Question

Deduce the formula of torque on an electric dipole placed in a uniform electric field. 
 

Hint:

The torque on an electric dipole in a uniform electric field is given by \( T = pE \sin \theta \), where \( p \) is the dipole moment, \( E \) is the electric field, and \( \theta \) is the angle between \( \mathbf{p} \) and \( \mathbf{E} \).

Answer 1

Consider an electric dipole consisting of two charges \( +q \) and \( -q \), separated by a distance \( d \).
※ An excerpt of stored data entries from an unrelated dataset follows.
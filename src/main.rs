//! BlogHub - binary entry point
//! Delegates to the library for all app logic.

#[tokio::main]
async fn main() {
    bloghub::run().await;
}
use sqlx::PgPool;
use uuid::Uuid;

use super::models::{Comment, CommentWithAuthor};

/// All comments on a post, newest first.
pub async fn for_post(pool: &PgPool, post_id: i64) -> Result<Vec<CommentWithAuthor>, sqlx::Error> {
    sqlx::query_as::<_, CommentWithAuthor>(
        r#"
        SELECT c.id, c.post_id, c.author_id, c.content, c.created_at, c.updated_at, c.parent_id,
               u.username AS author_username
        FROM comments c
        JOIN users u ON u.id = c.author_id
        WHERE c.post_id = $1
        ORDER BY c.created_at DESC, c.id DESC
        "#,
    )
    .bind(post_id)
    .fetch_all(pool)
    .await
}

pub async fn create(
    pool: &PgPool,
    post_id: i64,
    author_id: Uuid,
    content: &str,
) -> Result<Comment, sqlx::Error> {
    sqlx::query_as::<_, Comment>(
        r#"
        INSERT INTO comments (post_id, author_id, content)
        VALUES ($1, $2, $3)
        RETURNING id, post_id, author_id, content, created_at, updated_at, parent_id
        "#,
    )
    .bind(post_id)
    .bind(author_id)
    .bind(content)
    .fetch_one(pool)
    .await
}

pub async fn find(pool: &PgPool, id: i64) -> Result<Option<Comment>, sqlx::Error> {
    sqlx::query_as::<_, Comment>(
        "SELECT id, post_id, author_id, content, created_at, updated_at, parent_id
         FROM comments WHERE id = $1",
    )
    .bind(id)
    .fetch_optional(pool)
    .await
}

pub async fn delete(pool: &PgPool, id: i64) -> Result<bool, sqlx::Error> {
    let result = sqlx::query("DELETE FROM comments WHERE id = $1")
        .bind(id)
        .execute(pool)
        .await?;
    Ok(result.rows_affected() > 0)
}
The dipole moment \( \mathbf{p} \) is given by: \[ \mathbf{p} = q \cdot \mathbf{d}, \] where \( \mathbf{d} \) is the vector pointing from the negative to the positive charge. When the dipole is placed in a uniform electric field \( \mathbf{E} \), it experiences a torque that tends to align the dipole with the electric field. The torque \( \mathbf{T} \) is given by: \[ \mathbf{T} = \mathbf{p} \times \mathbf{E}, \] where the cross product ensures that the torque is perpendicular to both the dipole moment and the electric field. The magnitude of the torque is: \[ T = pE \sin \theta, \] where \( \theta \) is the angle between the dipole moment \( \mathbf{p} \) and the electric field \( \mathbf{E} \).